传统认为儿童卵巢肿瘤一经发现应立即手术治疗,但多数学者认为新生儿大多数囊肿可自行消退,源于出生后激素刺激减少(卵巢囊肿未行手术治疗,随访观察2周~2个月后消退)。青春期患儿因月经初潮前后体内激素发生改变,故良性卵巢囊肿发生率较高。一般对于单个单房囊肿是否手术以囊肿直径是否大于5cm为界限,囊肿大于5 cm者应手术治疗。囊肿直径大于5 cm,或影像学提示部分囊性部分实质性肿块,或不能排除恶性肿瘤,或有囊肿扭转、出血等可能时而直接手术。

图片 卵巢畸胎瘤手术大体标本
儿童卵巢肿瘤手术与成人不同,应考虑患儿生长发育从而顾及性腺的保留问题。对于单侧卵巢的良性肿瘤视卵巢血供而选择性地行肿瘤剥除术、卵巢切除术或囊肿开窗术;对于双侧卵巢的良性肿瘤不主张双侧附件切除,而采取肿瘤剔除术,尽量保留卵巢组织。过去认为,良性卵巢肿瘤蒂扭转应切除扭转附件以免卵巢静脉血栓脱落,导致肺动脉栓塞。Cohen等[40学者提出,扭转的卵巢即使有明显缺血坏死表现,也应仅行扭转复位治疗,以保留卵巢组织,复位后则应行肿瘤标志物检测。国内学者对部分卵巢(肿瘤)扭转病例未切除卵巢,行肿瘤剔除术+卵巢复位术,术后随访B型超声3~6个月,卵巢血供良好,未发生任何并发症。对于卵巢恶性肿瘤则最少行一侧输卵管、卵巢切除,同侧盆腔、主动脉旁淋巴结清扫活检,大网膜切除,腹膜表面可疑结节、组织块、膈下、肝下和对侧卵巢的可疑组织均需作活检。常见的卵巢恶性肿瘤在病理类型上,可以是未成熟行畸胎瘤、无性细胞瘤、混合型生殖细胞瘤、卵黄囊瘤、颗粒细胞瘤。恶性肿瘤患儿年龄分布为1~15岁,平均(7.9±3.7)岁,主要以腹痛为首发症状。对于囊性畸胎瘤良恶性难以判断时,术前行AFP检测有助于鉴别。此外部分卵黄囊瘤或胚胎性癌患儿血清中AFP也会升高。术前检测HCG水平对提示绒毛膜癌有所帮助。LDH通常在生殖细胞瘤时会升高,但缺乏特异性。
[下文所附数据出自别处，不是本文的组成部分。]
use std::time::{SystemTime, UNIX_EPOCH};

/// seed used when the wall clock is unavailable or the caller asks for zero;
/// zero is the one state xorshift can never leave
const FALLBACK_SEED: u32 = 0x2545_f491;

/// Marsaglia's 32-bit xorshift generator. One persistent state advanced in
/// place; the RND instruction takes the low byte of each step. The state is
/// seeded once at startup rather than on every call, so the output is a
/// proper stream and a fixed seed reproduces a run exactly.
#[derive(Debug, Clone)]
pub struct Xorshift32 {
    state: u32,
}

impl Xorshift32 {
    /// explicit seed, for reproducible runs and tests
    pub fn new(seed: u32) -> Self {
        Xorshift32 {
            state: if seed == 0 { FALLBACK_SEED } else { seed },
        }
    }

    /// seed from the wall clock, the default for interactive runs
    pub fn from_time() -> Self {
        let seed = SystemTime::now()
            .duration_since(UNIX_EPOCH)
            .map(|d| d.as_secs() as u32)
            .unwrap_or(FALLBACK_SEED);
        Xorshift32::new(seed)
    }

    /// advance the state and return it
    pub fn next_u32(&mut self) -> u32 {
        let mut x = self.state;
        x ^= x << 13;
        x ^= x >> 17;
        x ^= x << 5;
        self.state = x;
        x
    }

    /// low byte of the next step, as the RND instruction consumes it
    pub fn next_byte(&mut self) -> u8 {
        (self.next_u32() % 256) as u8
    }
}
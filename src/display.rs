use std::io;
use tui::backend::CrosstermBackend;
use tui::layout::Rect;
use tui::style::{Color, Style};
use tui::symbols::Marker;
use tui::widgets::canvas::{Canvas, Points};
use tui::widgets::{Block, Borders};
use tui::Terminal;

use crate::machine::{GFX_HEIGHT, GFX_SIZE, GFX_WIDTH};

/// Display is used by the interpreter to draw things on the screen. It
/// abstracts the implementation details, so a variety of kinds of screen
/// work. `data` is the machine's framebuffer: one byte per pixel, 0 or 1,
/// row-major from the top left.
pub trait Display {
    fn draw(&mut self, data: &[u8]) -> Result<(), io::Error>;
}

// store useful metadata about the framebuffer we render
struct Resolution(usize, usize);

impl Resolution {
    fn pixel_count(&self) -> usize {
        self.0 * self.1
    }

    fn x_bounds(&self) -> [f64; 2] {
        [0.0, (self.0 - 1) as f64]
    }

    fn y_bounds(&self) -> [f64; 2] {
        [-1.0 * (self.1 - 1) as f64, 0.0]
    }

    /// expand the pixels matching `plane` (0 or 1) into x, y float coords,
    /// suitable for rendering with TUI
    fn plane_from_data<'a>(
        &self,
        data: &'a [u8],
        plane: u8,
    ) -> impl std::iter::Iterator<Item = (f64, f64)> + 'a {
        let mut count = self.pixel_count();
        let w = self.0;
        std::iter::from_fn(move || {
            while count > 0 {
                count -= 1;
                if data[count] == plane {
                    return Some((
                        (count % w) as f64,        // x
                        -1.0 * (count / w) as f64, // y
                    ));
                }
            }
            None
        })
    }
}

/// split a packed 0xRRGGBB value into a TUI colour
fn rgb(c: u32) -> Color {
    Color::Rgb((c >> 16) as u8, (c >> 8) as u8, c as u8)
}

/// monochrome display in a terminal, rendered using TUI and crossterm
pub struct TermDisplay {
    terminal: Terminal<CrosstermBackend<io::Stdout>>,
    resolution: Resolution,
    viewport: Rect,
    fore: Color,
    back: Color,
    marker: Marker,
}

impl TermDisplay {
    /// `width` and `height` are terminal cells for the outer viewport;
    /// colours are 24-bit 0xRRGGBB values straight off the command line
    pub fn new(
        width: u16,
        height: u16,
        fore: u32,
        back: u32,
        fallback: bool,
    ) -> Result<TermDisplay, io::Error> {
        let backend = CrosstermBackend::new(io::stdout());
        let mut terminal = Terminal::new(backend)?;
        terminal.clear()?;
        Ok(TermDisplay {
            terminal,
            resolution: Resolution(GFX_WIDTH, GFX_HEIGHT),
            viewport: Rect::new(0, 0, width, height),
            fore: rgb(fore),
            back: rgb(back),
            // not every terminal has the block glyph; dots always render
            marker: if fallback { Marker::Dot } else { Marker::Block },
        })
    }
}

impl Display for TermDisplay {
    fn draw(&mut self, data: &[u8]) -> Result<(), io::Error> {
        // make sure we're given exactly the right amount of data to draw
        assert_eq!(
            data.len(),
            self.resolution.pixel_count(),
            "TermDisplay must have correct-sized data to draw"
        );

        // this assumes a 1:1 ratio between terminal cells, chip8 pixels and
        // the internal TUI canvas
        self.terminal.draw(|f| {
            let size = self.viewport.intersection(f.size());

            let canvas = Canvas::default()
                .block(
                    Block::default()
                        .title("CHIP-8")
                        .borders(Borders::ALL)
                        .style(Style::default().bg(self.back)),
                )
                .x_bounds(self.resolution.x_bounds())
                .y_bounds(self.resolution.y_bounds())
                .marker(self.marker)
                .paint(|ctx| {
                    ctx.draw(&Points {
                        coords: &self
                            .resolution
                            .plane_from_data(data, 0)
                            .collect::<Vec<_>>(),
                        color: self.back,
                    });
                    ctx.draw(&Points {
                        coords: &self
                            .resolution
                            .plane_from_data(data, 1)
                            .collect::<Vec<_>>(),
                        color: self.fore,
                    });
                });
            f.render_widget(canvas, size);
        })?;
        Ok(())
    }
}

/// useful for testing non-display routines; counts the frames it was handed
pub struct DummyDisplay {
    pub frames: usize,
}

impl DummyDisplay {
    pub fn new() -> DummyDisplay {
        DummyDisplay { frames: 0 }
    }
}

impl Display for DummyDisplay {
    fn draw(&mut self, data: &[u8]) -> Result<(), io::Error> {
        assert_eq!(data.len(), GFX_SIZE);
        self.frames += 1;
        Ok(())
    }
}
近年来腹腔镜在儿童中的运用越来越普遍,尤其对原因不明的腹痛,特别是下腹部有腹痛的女性患儿,在B型超声提示有盆腔占位的情况下,腹腔镜手术扮演着非常重要的角色,腹腔镜集诊断与治疗于一体,既可以早期明确诊断,又可以治疗病变,排除恶性,已逐渐成为一种首选手术。传统开腹手术具有以下缺点:①切口大,不美观,切口感染率较高;②对腹腔、盆腔组织创伤大,有并发术后肠粘连、肠梗阻可能;③但对于有恶性倾向的肿瘤,还是首选开腹手术,一方面可以减少或避免腹腔镜手术中肿瘤的破溃和播散的风险,同时又保证肿瘤切除的完整性。腹腔镜手术的优点:①切口小、美观、感染率低;②不受患儿体形、腹壁脂肪厚薄的影响,可全方位探查腹腔,明确病变情况;③对于特别巨大的卵巢囊肿,可在腹腔镜监视下行穿刺抽液,囊肿缩小后可提至脐部,作小切口剔除囊肿,这在婴幼儿的巨大卵巢囊肿中特别有用,穿刺囊肿需注意肿瘤在腹盆腔播散(腹盆腔肿瘤种植)的可能;④对腹腔、盆腔创伤小,术后肠粘连、肠梗阻发生率低;⑤术后进食、下床活动早,疼痛轻,住院时间短。国内学者统计:腹腔镜手术患儿住院时间2~8 d,平均(4.6±1.7)d;开放式手术住院时间3~14 d,平均(6.4±2.4)d,两项比较,差异有统计学意义,因此腹腔镜手术值得在儿童卵巢肿瘤治疗中推广。